I suspect the answer for most people is habbit. It is what they are used to and have always done.
Personally I lean towards more linear history as it creates a cleaner commit graph and is close enough to what really happened and the exact details of small meaningless commits and merges that were created during development of something don't matter that much. If anything they add a lot of noise to commit graphs that make it harder to see what actually happened and when. I have seen code bases where the git commit graph takes up more than a full screen to render because of all the merging and it is not fun to navigate to understand what happened at some point.
Far nicer to just step back in a mostly linear history that jump around back and forth on various difference branches and merge commits. Even if it is not technically what really happened during development - as generally I only care what happened when something was merged into master, not on individual branches.
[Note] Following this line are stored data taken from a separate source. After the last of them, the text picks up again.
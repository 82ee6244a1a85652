//! Token pool: the producer/consumer rendezvous point.

use std::collections::VecDeque;
use std::sync::{Mutex, MutexGuard};

use tokio::sync::oneshot;
use tracing::debug;

use opal_models::TokenEntry;

/// Interior pool state, guarded by a single mutex.
///
/// At most one of `entries` / `waiters` is non-empty at any time: a deposit
/// that finds a live waiter hands the entry over instead of storing it, and
/// an acquire that finds an entry takes it instead of blocking.
#[derive(Default)]
struct PoolState {
    /// Idle token entries, oldest first
    entries: VecDeque<TokenEntry>,
    /// Blocked acquisitions, oldest first
    waiters: VecDeque<oneshot::Sender<TokenEntry>>,
}

/// Concurrency-safe mailbox connecting the token harvester (producer) to
/// the generation workers (consumers).
///
/// Both entries and waiters are FIFO, so no token and no waiter is starved
/// as long as deposits keep arriving. A token handed out by [`acquire`] is
/// owned by exactly one worker until it is deposited back; the pool never
/// duplicates an entry and never drops one silently.
///
/// [`acquire`]: TokenPool::acquire
pub struct TokenPool {
    state: Mutex<PoolState>,
}

impl TokenPool {
    /// Create an empty pool.
    pub fn new() -> Self {
        Self {
            state: Mutex::new(PoolState::default()),
        }
    }

    fn state(&self) -> MutexGuard<'_, PoolState> {
        self.state.lock().unwrap_or_else(|e| e.into_inner())
    }

    /// Deposit a token entry. Never fails.
    ///
    /// If any waiter is blocked, the oldest live waiter is woken with this
    /// entry; otherwise the entry is appended to the idle list. Waiters
    /// whose acquire was cancelled (receiver dropped) are skipped.
    pub fn deposit(&self, entry: TokenEntry) {
        let mut state = self.state();

        let mut entry = entry;
        while let Some(waiter) = state.waiters.pop_front() {
            let email = entry.email.clone();
            match waiter.send(entry) {
                Ok(()) => {
                    debug!(email = %email, "token handed to blocked waiter");
                    return;
                }
                // Receiver side gave up waiting; try the next one.
                Err(returned) => entry = returned,
            }
        }

        debug!(email = %entry.email, idle = state.entries.len() + 1, "token stored in pool");
        state.entries.push_back(entry);
    }

    /// Acquire a token entry, blocking until one is available.
    ///
    /// Returns the oldest idle entry immediately when present. Otherwise
    /// the caller joins a FIFO waiter list and suspends until a matching
    /// deposit occurs. Cancelling the returned future (dropping it) safely
    /// removes the caller from consideration: a deposit that raced the
    /// cancellation is recovered and goes back to the pool, one that
    /// arrives later skips the dead waiter.
    pub async fn acquire(&self) -> TokenEntry {
        let rx = {
            let mut state = self.state();
            if let Some(entry) = state.entries.pop_front() {
                debug!(email = %entry.email, "token acquired from idle list");
                return entry;
            }
            let (tx, rx) = oneshot::channel();
            state.waiters.push_back(tx);
            rx
            // Lock released before awaiting the handoff.
        };

        let mut pending = PendingAcquire {
            pool: self,
            rx,
            received: false,
        };
        match (&mut pending.rx).await {
            Ok(entry) => {
                pending.received = true;
                debug!(email = %entry.email, "token acquired via handoff");
                entry
            }
            // The sender lives in the pool we hold a reference to, so it
            // can only drop if the pool itself is torn down mid-acquire.
            Err(_) => unreachable!("token pool dropped while acquire was pending"),
        }
    }

    /// Advisory snapshot: whether any idle token is currently available.
    ///
    /// Purely informational; the answer may be stale by the time the
    /// caller acts on it.
    pub fn has_tokens(&self) -> bool {
        !self.state().entries.is_empty()
    }

    /// Number of idle entries (excludes tokens held by workers).
    pub fn idle_count(&self) -> usize {
        self.state().entries.len()
    }

    /// Number of blocked waiters.
    pub fn waiter_count(&self) -> usize {
        self.state().waiters.len()
    }
}

impl Default for TokenPool {
    fn default() -> Self {
        Self::new()
    }
}

/// Keeps a parked acquire honest under cancellation: a deposit can complete
/// its handoff just as the acquire future is dropped, leaving the entry
/// buffered in the oneshot channel. The drop recovers it and puts it back
/// into circulation.
struct PendingAcquire<'a> {
    pool: &'a TokenPool,
    rx: oneshot::Receiver<TokenEntry>,
    received: bool,
}

impl Drop for PendingAcquire<'_> {
    fn drop(&mut self) {
        if self.received {
            return;
        }
        self.rx.close();
        if let Ok(entry) = self.rx.try_recv() {
            debug!(email = %entry.email, "cancelled acquire returned its entry to the pool");
            self.pool.deposit(entry);
        }
    }
}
But I also prefer to work on small feature sets at a time and frequently merge back into master and not spend weeks or months working on a different branch that contains loads of changes not yet in master. My goto command for pulling from upstream is git pull --rebase=interactive --autostash origin master
(no need to fetch with a pull, though my local master tends to get behind origin - not that it matters) and I will quite often git commit --amend
or squash/reorder/edit things to give a simpler history before creating a PR.
But at the same time, on smaller projects it really does not matter that much. Follow the conventions of the projects you work on and do whatever you want on your own projects.